> [Your objective]:
Line by line, write out the material exactly.
========
//! # PDF Serializer
//!
//! Takes a laid-out [`Document`] and writes a valid PDF file.
//!
//! This is a from-scratch PDF 1.7 writer covering the subset the resume
//! needs: filled rectangles, rounded rectangles, stroked lines and text in
//! the standard Helvetica faces.
//!
//! ## PDF Structure (simplified)
//!
//! ```text
//! %PDF-1.7            <- header
//! 1 0 obj ... endobj  <- objects (fonts, pages, content streams, etc.)
//! 2 0 obj ... endobj
//! ...
//! xref                <- cross-reference table (byte offsets of each object)
//! trailer             <- points to the root object
//! %%EOF
//! ```
//!
//! The layout works in millimetres with y growing downwards; PDF user space
//! is points with y growing upwards. Every coordinate goes through
//! [`PageTransform`] on the way out.
//!
//! Output is deterministic: the same document always produces the same
//! bytes. The only date written is the one carried by the document
//! metadata.

use std::collections::BTreeSet;
use std::fmt::Write as FmtWrite; // for write! on String
use std::io::Write as IoWrite; // for write! on Vec<u8>

use miniz_oxide::deflate::compress_to_vec_zlib;

use crate::error::CvError;
use crate::font::{winansi_code, StandardFont};
use crate::layout::{Document, DrawOp, Metadata, Page, Rect, TextRun};
use crate::style::Color;
use crate::text::MM_PER_PT;

const PRODUCER: &str = concat!("cvpdf ", env!("CARGO_PKG_VERSION"));

pub struct PdfWriter;

/// Tracks allocated PDF objects during writing.
struct PdfBuilder {
    objects: Vec<PdfObject>,
    /// Fonts in resource order: `/F0`, `/F1`, ... -> object id.
    font_objects: Vec<(StandardFont, usize)>,
}

struct PdfObject {
    data: Vec<u8>,
}

/// Millimetre, y-down page coordinates to PDF points, y-up.
#[derive(Debug, Clone, Copy)]
struct PageTransform {
    page_height_mm: f64,
}

impl PageTransform {
    fn len(&self, mm: f64) -> f64 {
        mm / MM_PER_PT
    }

    fn x(&self, mm: f64) -> f64 {
        mm / MM_PER_PT
    }

    fn y(&self, mm: f64) -> f64 {
        (self.page_height_mm - mm) / MM_PER_PT
    }
}

impl Default for PdfWriter {
    fn default() -> Self {
        Self::new()
    }
}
========
> [Task output]:
//! # PDF Serializer
//!
//! Takes a laid-out [`Document`] and writes a valid PDF file.
//!
//! This is a from-scratch PDF 1.7 writer covering the subset the resume
//! needs: filled rectangles, rounded rectangles, stroked lines and text in
//! the standard Helvetica faces.
//!
//! ## PDF Structure (simplified)
//!
//! ```text
//! %PDF-1.7            <- header
//! 1 0 obj ... endobj  <- objects (fonts, pages, content streams, etc.)
//! 2 0 obj ... endobj
//! ...
//! xref                <- cross-reference table (byte offsets of each object)
//! trailer             <- points to the root object
//! %%EOF
//! ```
//!
//! The layout works in millimetres with y growing downwards; PDF user space
//! is points with y growing upwards. Every coordinate goes through
//! [`PageTransform`] on the way out.
//!
//! Output is deterministic: the same document always produces the same
//! bytes. The only date written is the one carried by the document
//! metadata.

use std::collections::BTreeSet;
use std::fmt::Write as FmtWrite; // for write! on String
use std::io::Write as IoWrite; // for write! on Vec<u8>

use miniz_oxide::deflate::compress_to_vec_zlib;

use crate::error::CvError;
use crate::font::{winansi_code, StandardFont};
use crate::layout::{Document, DrawOp, Metadata, Page, Rect, TextRun};
use crate::style::Color;
use crate::text::MM_PER_PT;

const PRODUCER: &str = concat!("cvpdf ", env!("CARGO_PKG_VERSION"));

pub struct PdfWriter;

/// Tracks allocated PDF objects during writing.
struct PdfBuilder {
    objects: Vec<PdfObject>,
    /// Fonts in resource order: `/F0`, `/F1`, ... -> object id.
    font_objects: Vec<(StandardFont, usize)>,
}

struct PdfObject {
    data: Vec<u8>,
}

/// Millimetre, y-down page coordinates to PDF points, y-up.
#[derive(Debug, Clone, Copy)]
struct PageTransform {
    page_height_mm: f64,
}

impl PageTransform {
    fn len(&self, mm: f64) -> f64 {
        mm / MM_PER_PT
    }

    fn x(&self, mm: f64) -> f64 {
        mm / MM_PER_PT
    }

    fn y(&self, mm: f64) -> f64 {
        (self.page_height_mm - mm) / MM_PER_PT
    }
}

impl Default for PdfWriter {
    fn default() -> Self {
        Self::new()
    }
}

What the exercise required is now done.